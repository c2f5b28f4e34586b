//! Cache configuration.

use std::time::Duration;

/// Configuration for a cache instance.
#[derive(Debug, Clone)]
pub struct CacheConfig {
    /// Maximum number of entries in the cache.
    pub max_capacity: u64,

    /// Entries are evicted this long after insertion.
    pub ttl: Option<Duration>,

    /// Entries are evicted if not read within this duration.
    pub tti: Option<Duration>,
}

impl Default for CacheConfig {
    fn default() -> Self {
        Self {
            max_capacity: 10_000,
            ttl: Some(Duration::from_secs(300)),
            tti: None,
        }
    }
}

impl CacheConfig {
    pub fn with_capacity(max_capacity: u64) -> Self {
        Self {
            max_capacity,
            ..Default::default()
        }
    }

    #[must_use]
    pub fn ttl(mut self, duration: Duration) -> Self {
        self.ttl = Some(duration);
        self
    }

    #[must_use]
    pub fn tti(mut self, duration: Duration) -> Self {
        self.tti = Some(duration);
        self
    }

    /// Per-chat settings that change only through commands.
    pub fn chat_settings() -> Self {
        Self::with_capacity(2_000).ttl(Duration::from_secs(300))
    }

    /// Admin lookups, refreshed often since roles change outside the bot.
    pub fn admin_lookups() -> Self {
        Self::with_capacity(10_000)
            .ttl(Duration::from_secs(300))
            .tti(Duration::from_secs(120))
    }
}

### What is needed
Throughout the data above, copy all lines where the word "CacheConfig" is found.

### Output below
pub struct CacheConfig {
impl Default for CacheConfig {
impl CacheConfig {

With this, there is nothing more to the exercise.